**Required action:**
Scan the records for the line containing "pub fn suggest_wrapper(path: &Path)". From there through the last line, write out each line exactly.

**Material for this exercise:**
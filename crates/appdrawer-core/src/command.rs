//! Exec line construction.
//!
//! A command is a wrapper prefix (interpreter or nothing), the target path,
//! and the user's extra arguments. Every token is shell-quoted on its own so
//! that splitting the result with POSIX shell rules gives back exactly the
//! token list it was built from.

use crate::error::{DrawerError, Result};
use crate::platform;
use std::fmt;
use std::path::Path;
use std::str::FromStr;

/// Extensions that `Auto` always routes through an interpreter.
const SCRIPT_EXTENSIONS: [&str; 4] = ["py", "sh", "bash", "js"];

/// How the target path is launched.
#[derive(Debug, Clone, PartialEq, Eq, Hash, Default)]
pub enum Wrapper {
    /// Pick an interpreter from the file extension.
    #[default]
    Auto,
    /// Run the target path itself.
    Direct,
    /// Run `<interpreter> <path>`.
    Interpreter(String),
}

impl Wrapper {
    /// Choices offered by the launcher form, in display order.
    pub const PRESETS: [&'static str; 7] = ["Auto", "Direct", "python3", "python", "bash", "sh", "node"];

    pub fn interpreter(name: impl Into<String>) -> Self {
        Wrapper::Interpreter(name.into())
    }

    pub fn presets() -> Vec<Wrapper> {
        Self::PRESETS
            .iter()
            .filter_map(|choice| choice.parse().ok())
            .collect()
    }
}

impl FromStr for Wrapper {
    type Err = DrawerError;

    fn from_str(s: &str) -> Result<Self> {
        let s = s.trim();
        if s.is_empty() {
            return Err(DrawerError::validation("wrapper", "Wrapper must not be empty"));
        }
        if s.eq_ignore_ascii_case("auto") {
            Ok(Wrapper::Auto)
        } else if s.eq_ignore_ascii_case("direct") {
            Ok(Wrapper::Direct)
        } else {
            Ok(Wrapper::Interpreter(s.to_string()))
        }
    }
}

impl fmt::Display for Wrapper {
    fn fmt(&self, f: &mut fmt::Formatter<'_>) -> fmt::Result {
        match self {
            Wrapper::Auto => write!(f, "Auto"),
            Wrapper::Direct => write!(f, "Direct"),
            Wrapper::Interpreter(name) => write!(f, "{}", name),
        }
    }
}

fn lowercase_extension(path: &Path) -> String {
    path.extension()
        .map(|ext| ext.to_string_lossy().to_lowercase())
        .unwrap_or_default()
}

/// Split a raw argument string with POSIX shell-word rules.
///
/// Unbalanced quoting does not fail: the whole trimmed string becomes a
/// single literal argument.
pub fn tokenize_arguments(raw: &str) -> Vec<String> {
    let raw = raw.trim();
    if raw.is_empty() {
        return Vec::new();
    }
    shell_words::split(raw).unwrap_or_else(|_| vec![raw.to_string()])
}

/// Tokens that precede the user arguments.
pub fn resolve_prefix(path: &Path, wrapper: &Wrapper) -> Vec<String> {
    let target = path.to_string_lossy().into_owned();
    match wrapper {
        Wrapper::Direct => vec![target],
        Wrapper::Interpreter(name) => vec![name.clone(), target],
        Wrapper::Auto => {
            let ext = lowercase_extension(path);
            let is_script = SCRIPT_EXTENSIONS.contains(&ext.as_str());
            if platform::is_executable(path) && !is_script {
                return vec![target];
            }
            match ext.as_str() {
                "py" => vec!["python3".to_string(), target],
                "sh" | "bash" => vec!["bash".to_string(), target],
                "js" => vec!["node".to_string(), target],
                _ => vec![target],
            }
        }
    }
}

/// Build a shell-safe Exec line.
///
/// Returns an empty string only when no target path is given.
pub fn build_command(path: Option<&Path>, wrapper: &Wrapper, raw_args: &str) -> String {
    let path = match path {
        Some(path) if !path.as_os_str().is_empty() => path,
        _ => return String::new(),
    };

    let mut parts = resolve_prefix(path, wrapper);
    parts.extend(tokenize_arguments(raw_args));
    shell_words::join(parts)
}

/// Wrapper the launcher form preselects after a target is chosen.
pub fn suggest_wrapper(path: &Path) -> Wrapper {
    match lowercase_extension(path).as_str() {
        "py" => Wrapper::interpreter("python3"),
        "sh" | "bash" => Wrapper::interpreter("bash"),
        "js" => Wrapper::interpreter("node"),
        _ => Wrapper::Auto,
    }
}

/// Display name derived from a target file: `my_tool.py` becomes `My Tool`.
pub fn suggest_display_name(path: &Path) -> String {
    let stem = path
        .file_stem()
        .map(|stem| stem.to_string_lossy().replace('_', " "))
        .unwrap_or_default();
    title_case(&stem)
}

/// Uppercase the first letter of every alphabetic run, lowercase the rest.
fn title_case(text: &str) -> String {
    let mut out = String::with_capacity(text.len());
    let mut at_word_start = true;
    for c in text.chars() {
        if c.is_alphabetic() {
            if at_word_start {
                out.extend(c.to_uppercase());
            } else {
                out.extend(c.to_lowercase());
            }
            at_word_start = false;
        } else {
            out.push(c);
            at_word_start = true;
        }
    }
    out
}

**Solution below:**
pub fn suggest_wrapper(path: &Path) -> Wrapper {
    match lowercase_extension(path).as_str() {
        "py" => Wrapper::interpreter("python3"),
        "sh" | "bash" => Wrapper::interpreter("bash"),
        "js" => Wrapper::interpreter("node"),
        _ => Wrapper::Auto,
    }
}

/// Display name derived from a target file: `my_tool.py` becomes `My Tool`.
pub fn suggest_display_name(path: &Path) -> String {
    let stem = path
        .file_stem()
        .map(|stem| stem.to_string_lossy().replace('_', " "))
        .unwrap_or_default();
    title_case(&stem)
}

/// Uppercase the first letter of every alphabetic run, lowercase the rest.
fn title_case(text: &str) -> String {
    let mut out = String::with_capacity(text.len());
    let mut at_word_start = true;
    for c in text.chars() {
        if c.is_alphabetic() {
            if at_word_start {
                out.extend(c.to_uppercase());
            } else {
                out.extend(c.to_lowercase());
            }
            at_word_start = false;
        } else {
            out.push(c);
            at_word_start = true;
        }
    }
    out
}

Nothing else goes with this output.